With chemo off the table, Christine had to hope that surgery would prove effective but she also decided to look into other, more holistic options to manage and perhaps even reverse the cancer. “My father was a holistic practitioner so I was accustomed to alternative medicines.”
She found a book that formed the basis of how she wanted to move ahead in a life with cancer.
“The Metabolic Approach to Cancer: Integrating Deep Nutrition, the Ketogenic Diet, and Nontoxic Bio-Individualized Therapies by Dr. Nasha Winters was her go to.
The diet was strict. It forbade fruits and grains and severely limited anything with sugar. Difficult choices were ahead but Christine knew there was one line she simply couldn’t cross.
“Red wine,” she said matter of factly. “Yes, it has a lot of sugar in it but, well, there are benefits and… I’m very fond of red wine.”
Giving up grain was not a problem for Christine as she had removed all bread from her diet years ago.

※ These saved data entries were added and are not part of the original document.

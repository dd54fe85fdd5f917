// SPDX-License-Identifier: BUSL-1.1
// Copyright (c) 2026 Alfred Jean LLC

//! The action executor: the smallest actor. Owns one action and a
//! `(cores, ram)` reservation on its host, runs the kind-specific work,
//! writes the terminal state exactly once, and reports back.

use crate::service::{CustomWork, ExecutorEnv};
use gantry_core::{
    ActionKind, ActionState, FailureCause, HostName, JobRef, Location, ServiceName,
};
use gantry_kernel::{ActorId, Commport, KernelError, SimContext};
use gantry_storage::registry::{self, RegistryEndpoint};
use gantry_storage::{client, StorageEndpoint};
use std::rc::Rc;

/// Resolves a storage service name to an endpoint (wired up by the
/// simulation layer; tests pass a map-backed closure).
pub type StorageResolver = Rc<dyn Fn(&ServiceName) -> Option<StorageEndpoint>>;
pub type RegistryResolver = Rc<dyn Fn(&ServiceName) -> Option<RegistryEndpoint>>;

/// Everything an executor needs to run one action.
#[derive(Clone)]
pub struct ExecutorSpec {
    /// Name of the owning compute service (error attribution).
    pub service: ServiceName,
    pub job: JobRef,
    pub action_index: usize,
    /// Host the action is billed to (a VM name inside a cloud service).
    pub host: HostName,
    /// Host the executor actually runs on.
    pub physical_host: HostName,
    pub cores: u32,
    pub ram: u64,
    pub custom: Option<CustomWork>,
    pub storage: StorageResolver,
    pub registries: RegistryResolver,
    /// Scratch endpoint and per-job directory, when the owning service
    /// has scratch space.
    pub scratch: Option<(StorageEndpoint, String)>,
    /// The owning service's port; receives [`ActionExecutorDone`].
    pub notify: Commport,
}

/// Completion report to the owning service (success or failure alike;
/// the terminal state is already written on the action).
#[derive(Debug)]
pub struct ActionExecutorDone {
    pub job: JobRef,
    pub action_index: usize,
}

/// Spawn the executor on its physical host.
pub fn spawn_executor(ctx: &SimContext, spec: ExecutorSpec) -> Result<ActorId, KernelError> {
    let name = {
        let job = spec.job.borrow();
        format!("exec-{}-{}", job.name(), job.action(spec.action_index).name())
    };
    let host = spec.physical_host.clone();
    ctx.spawn(&name, &host, move |cctx| async move { run(cctx, spec).await })
}

async fn run(ctx: SimContext, spec: ExecutorSpec) -> Result<(), KernelError> {
    let overhead = {
        let job = spec.job.borrow();
        job.action(spec.action_index).thread_overhead()
    };
    if overhead > 0.0 {
        ctx.sleep(overhead).await?;
    }
    {
        let mut job = spec.job.borrow_mut();
        let now = ctx.now();
        job.transition(spec.action_index, ActionState::Started, now)?;
        let frame = job.action_frame_mut(spec.action_index);
        frame.host = Some(spec.host.clone());
        frame.physical_host = Some(spec.physical_host.clone());
        frame.num_cores = spec.cores;
        frame.ram = spec.ram;
    }

    let kind = spec.job.borrow().action(spec.action_index).kind().clone();
    let outcome = perform(&ctx, &spec, kind).await;

    {
        let mut job = spec.job.borrow_mut();
        let now = ctx.now();
        match outcome {
            Ok(()) => {
                job.transition(spec.action_index, ActionState::Completed, now)?;
            }
            Err(cause) => {
                tracing::debug!(
                    job = %job.name(),
                    action = %job.action(spec.action_index).name(),
                    cause = cause.code(),
                    "action failed"
                );
                job.action_frame_mut(spec.action_index).failure = Some(cause);
                job.transition(spec.action_index, ActionState::Failed, now)?;
            }
        }
    }
    ctx.dput(
        &spec.notify,
        ActionExecutorDone { job: spec.job.clone(), action_index: spec.action_index },
        0,
    )?;
    Ok(())
}

async fn perform(
    ctx: &SimContext,
    spec: &ExecutorSpec,
    kind: ActionKind,
) -> Result<(), FailureCause> {
    match kind {
        ActionKind::Sleep { duration } => ctx.sleep(duration).await.map_err(host_failure(spec)),
        ActionKind::Compute { flops, model } => {
            let speed = ctx
                .kernel()
                .platform(|p| p.core_speed(&spec.physical_host))
                .map_err(|e| FailureCause::from(KernelError::from(e)))?;
            let duration = model.duration(flops, spec.cores, speed);
            ctx.sleep(duration).await.map_err(host_failure(spec))
        }
        ActionKind::FileRead { location, num_bytes } => {
            let (ep, loc) = resolve(spec, &location)?;
            client::read_file(ctx, &ep, &loc, num_bytes).await.map(|_| ())
        }
        ActionKind::FileWrite { location } => {
            let (ep, loc) = resolve(spec, &location)?;
            client::write_file(ctx, &ep, &loc).await
        }
        ActionKind::FileCopy { src, dst } => {
            let (src_ep, src_loc) = resolve(spec, &src)?;
            let (dst_ep, dst_loc) = resolve(spec, &dst)?;
            client::copy_file(ctx, &dst_ep, &src_ep, &src_loc, &dst_loc).await
        }
        ActionKind::FileDelete { location } => {
            let (ep, loc) = resolve(spec, &location)?;
            client::delete(ctx, &ep, &loc).await
        }
        ActionKind::RegistryAdd { registry: reg, location } => {
            let ep = (spec.registries)(&reg)
                .ok_or_else(|| FailureCause::ServiceDown { service: reg.clone() })?;
            let (_, loc) = resolve(spec, &location)?;
            registry::add_entry(ctx, &ep, &loc).await
        }
        ActionKind::RegistryDelete { registry: reg, location } => {
            let ep = (spec.registries)(&reg)
                .ok_or_else(|| FailureCause::ServiceDown { service: reg.clone() })?;
            let (_, loc) = resolve(spec, &location)?;
            registry::remove_entry(ctx, &ep, &loc).await.map(|_| ())
        }
        ActionKind::Custom => {
            let Some(work) = spec.custom.clone() else {
                return Err(FailureCause::fatal("custom action without attached work"));
            };
            let env = ExecutorEnv {
                ctx: ctx.clone(),
                hostname: spec.host.clone(),
                physical_hostname: spec.physical_host.clone(),
            };
            work(env).await
        }
    }
}

/// Map the location onto a concrete storage endpoint, resolving the
/// scratch sentinel against the owning service's scratch space.
fn resolve(
    spec: &ExecutorSpec,
    location: &Location,
) -> Result<(StorageEndpoint, Location), FailureCause> {
    match location {
        Location::Scratch { file } => {
            let Some((ep, dir)) = &spec.scratch else {
                return Err(FailureCause::NoScratchSpace { service: spec.service.clone() });
            };
            let loc = Location::new(ep.name.clone(), "/", dir, file.clone());
            Ok((ep.clone(), loc))
        }
        Location::Storage { service, .. } => {
            let ep = (spec.storage)(service)
                .ok_or_else(|| FailureCause::ServiceDown { service: service.clone() })?;
            Ok((ep, location.clone()))
        }
    }
}

fn host_failure(spec: &ExecutorSpec) -> impl Fn(KernelError) -> FailureCause {
    let host = spec.physical_host.clone();
    move |e| match e {
        KernelError::Platform(gantry_kernel::PlatformError::HostDown(_)) => {
            FailureCause::ComputeThreadHasDied { host: host.clone() }
        }
        other => other.into(),
    }
}

#[cfg(test)]
#[path = "executor_tests.rs"]
mod tests;
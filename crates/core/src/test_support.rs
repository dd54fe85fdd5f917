// SPDX-License-Identifier: BUSL-1.1
// Copyright (c) 2026 Alfred Jean LLC

//! Helpers and proptest strategies shared by this crate's tests and by
//! other crates' tests (behind the `test-support` feature).

use crate::action::{Action, ActionKind};
use crate::file::File;
use crate::job::{CompoundJob, JobRef};

/// A job of `n` sleep actions named `a0..a{n-1}` with no dependencies.
pub fn sleep_job(name: &str, n: usize, duration: f64) -> JobRef {
    let job = CompoundJob::new(name);
    {
        let mut j = job.borrow_mut();
        for i in 0..n {
            #[allow(clippy::unwrap_used)]
            j.add_action(Action::new(format!("a{i}"), ActionKind::Sleep { duration })).unwrap();
        }
    }
    job
}

/// A file with a deterministic name.
pub fn file(name: &str, size: u64) -> File {
    File::new(name, size)
}

pub mod strategies {
    use proptest::prelude::*;

    /// File sizes up to 4 GiB, biased toward small values.
    pub fn file_size() -> impl Strategy<Value = u64> {
        prop_oneof![
            3 => 0u64..4096,
            1 => 4096u64..(1 << 32),
        ]
    }

    /// A plausible directory path with 0..4 segments.
    pub fn dir_path() -> impl Strategy<Value = String> {
        proptest::collection::vec("[a-z]{1,8}", 0..4)
            .prop_map(|segments| format!("/{}", segments.join("/")))
    }
}
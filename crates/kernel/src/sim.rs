// SPDX-License-Identifier: BUSL-1.1
// Copyright (c) 2026 Alfred Jean LLC

//! The discrete-event kernel: a single-threaded cooperative executor
//! with a virtual clock.
//!
//! Actors are futures polled from a ready queue. The only suspension
//! points are the futures this module hands out (sleep, compute, send,
//! receive); while any actor is runnable the clock does not move. When
//! the ready queue drains, the earliest scheduled event fires and the
//! clock jumps to its date. Same-date events are ordered by the issuing
//! actor's id, then issue order, so runs are reproducible.

use crate::actor::{ActorId, ActorSlot, ActorWaker, ReadyQueue};
use crate::commport::{AnyMessage, Commport, Message, PortId};
use crate::error::KernelError;
use crate::platform::Platform;
use futures_util::future::LocalBoxFuture;
use futures_util::task::waker;
use futures_util::FutureExt;
use gantry_core::HostName;
use parking_lot::Mutex;
use smol_str::SmolStr;
use std::cell::{Cell, RefCell};
use std::cmp::Reverse;
use std::collections::{BinaryHeap, VecDeque};
use std::future::Future;
use std::pin::Pin;
use std::rc::Rc;
use std::sync::Arc;
use std::task::{Context, Poll, Waker};

/// Kernel construction knobs.
#[derive(Debug, Clone)]
pub struct KernelConfig {
    /// Total commport names available; exhaustion is a hard error.
    pub commport_pool_size: usize,
}

impl Default for KernelConfig {
    fn default() -> Self {
        Self { commport_pool_size: 50_000 }
    }
}

struct PortState {
    queue: VecDeque<Box<dyn Message>>,
    waiters: Vec<Waker>,
}

enum EventKind {
    Wake(ActorId),
    Deliver {
        port: PortId,
        msg: Box<dyn Message>,
        /// Set by alarm handles to cancel an undelivered message.
        cancelled: Option<Rc<Cell<bool>>>,
    },
}

struct EventEntry {
    time: f64,
    actor: usize,
    seq: u64,
    kind: EventKind,
}

impl PartialEq for EventEntry {
    fn eq(&self, other: &Self) -> bool {
        self.cmp(other) == std::cmp::Ordering::Equal
    }
}

impl Eq for EventEntry {}

impl PartialOrd for EventEntry {
    fn partial_cmp(&self, other: &Self) -> Option<std::cmp::Ordering> {
        Some(self.cmp(other))
    }
}
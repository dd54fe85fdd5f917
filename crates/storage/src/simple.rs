// SPDX-License-Identifier: BUSL-1.1
// Copyright (c) 2026 Alfred Jean LLC

//! The simple storage service: one actor serving the §storage protocol
//! over a set of logical file systems (one per mount point).
//!
//! Transfers are streamed by short-lived child actors so the main loop
//! keeps serving requests; chunked streams pipeline disk and network by
//! construction (one stage per actor).

use crate::lfs::{EvictionPolicy, LogicalFileSystem};
use crate::messages::*;
use crate::{StorageEndpoint, StorageError};
use gantry_core::{
    canonical_path, path_is_prefix, FailureCause, FileId, HostName, Location, MessagePayload,
    PayloadMap, PropertyMap, ServiceProperty,
};
use gantry_kernel::{ActorId, Commport, Kernel, KernelError, SimContext};
use indexmap::IndexMap;
use std::cell::RefCell;
use std::collections::BTreeSet;
use std::rc::Rc;

/// Default streaming chunk size, bytes.
const DEFAULT_BUFFER_SIZE: u64 = 1_048_576;

struct Mount {
    lfs: LogicalFileSystem,
    read_bw: f64,
    write_bw: f64,
}

struct State {
    mounts: IndexMap<String, Mount>,
    /// Write exclusion per `(mount, path, file)` slot.
    writes_in_progress: BTreeSet<(String, String, FileId)>,
}

/// A storage service instance. Create, then `start`, then hand the
/// [`StorageEndpoint`] to clients.
pub struct SimpleStorageService {
    name: gantry_core::ServiceName,
    host: HostName,
    port: Commport,
    payloads: PayloadMap,
    buffer_size: u64,
    kernel: Kernel,
    state: Rc<RefCell<State>>,
    actor: RefCell<Option<ActorId>>,
}

impl std::fmt::Debug for SimpleStorageService {
    fn fmt(&self, f: &mut std::fmt::Formatter<'_>) -> std::fmt::Result {
        f.debug_struct("SimpleStorageService")
            .field("name", &self.name)
            .field("host", &self.host)
            .finish_non_exhaustive()
    }
}
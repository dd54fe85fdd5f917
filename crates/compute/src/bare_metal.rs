// SPDX-License-Identifier: BUSL-1.1
// Copyright (c) 2026 Alfred Jean LLC

//! The bare-metal compute service: host/core/RAM bookkeeping over a set
//! of execution hosts, greedy first-fit dispatch of ready actions to
//! executors, per-action host bindings, and optional scratch space.

use crate::executor::{
    spawn_executor, ActionExecutorDone, ExecutorSpec, RegistryResolver, StorageResolver,
};
use crate::service::*;
use gantry_core::{
    ActionState, FailureCause, HostName, JobId, JobRef, JobState, MessagePayload, PayloadMap,
    ServiceName,
};
use gantry_kernel::{ActorId, Alarm, Commport, Kernel, KernelError, SimContext};
use gantry_storage::{SimpleStorageService, StorageEndpoint};
use indexmap::IndexMap;
use std::cell::RefCell;
use std::rc::Rc;

/// One execution host's share visible to this service (the whole host,
/// or a VM's slice of it).
#[derive(Debug, Clone)]
pub struct BmHost {
    pub name: HostName,
    pub cores: u32,
    pub ram: u64,
}

struct HostSlot {
    total_cores: u32,
    idle_cores: u32,
    total_ram: u64,
    free_ram: u64,
}

struct ExecRecord {
    actor: ActorId,
    host: HostName,
    cores: u32,
    ram: u64,
}

struct RunningJob {
    submission: JobSubmission,
    executors: IndexMap<usize, ExecRecord>,
}

struct BmState {
    hosts: IndexMap<HostName, HostSlot>,
    jobs: IndexMap<JobId, RunningJob>,
}

/// Internal tick scheduled after pre/post job overheads.
#[derive(Debug)]
struct DispatchTick {
    job: JobId,
}

#[derive(Debug)]
struct NotifyTick {
    job: JobId,
}

pub struct BareMetalComputeService {
    name: ServiceName,
    home_host: HostName,
    /// Cosmetic execution-host label (the VM name for a cloud-managed
    /// inner service); actions are billed to it.
    host_label: Option<HostName>,
    port: Commport,
    payloads: PayloadMap,
    kernel: Kernel,
    state: Rc<RefCell<BmState>>,
    storage: StorageResolver,
    registries: RegistryResolver,
    scratch: Option<Rc<SimpleStorageService>>,
    actor: RefCell<Option<ActorId>>,
}

impl std::fmt::Debug for BareMetalComputeService {
    fn fmt(&self, f: &mut std::fmt::Formatter<'_>) -> std::fmt::Result {
        f.debug_struct("BareMetalComputeService")
            .field("name", &self.name)
            .field("home_host", &self.home_host)
            .field("host_label", &self.host_label)
            .finish_non_exhaustive()
    }
}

Prior to that adjustment, she had been a vegetarian most of her adult life but grain was okay back then. “I was what I call an ignorant vegetarian,” she explained. “I ate a of pasta and did not understand the importance of sourcing protein.” But adapting to a keto based diet was creating its own set of problems. “My kids had become alarmed at how much weight I was losing. “They wanted me to find a balance between quality of life and quantity and, you know what? I agreed.” This determination to find balance and a long-view understanding of what constitutes good food choices led her to Dr. Zach Bush, an Endochronic medical doctor who had come around to studying the human gut biome and the loss of important enzymes in our diet that he believed were directly related to how our food was sourced and manufactured. Dr. Bush has multiple videos on youtube. I’ve watched a few and he makes a great case.
Coincidently, it was around this time that Dave had introduced Christine to our flax based granola. “I loved it,” she told me. “It was low in sugar, filling and delicious so I wanted to find out more about your company and what I read impressed me. I loved your commitment to responsible sourcing.”
She and Dave then ordered our pizza crusts – grain-based pizza crusts (albeit sprouted). “So the kids loved the pizza crusts so we made it a weekly thing in our house and I found I could eat them without that feeling I always got whenever I ate anything with gluten in it.”
When I spoke to Christina, she and Dave and the kids were packing up for a getaway to the Asetegue Islands and a chance to restore their balance with nature – an important aspect of everyday life for Christine. “I meditate but I can’t sit still so I go for long walks along the PennyPack,” she said referring to a historically protected creek that stretches for miles of greenland thru Philadelphia’s northwest suburbs.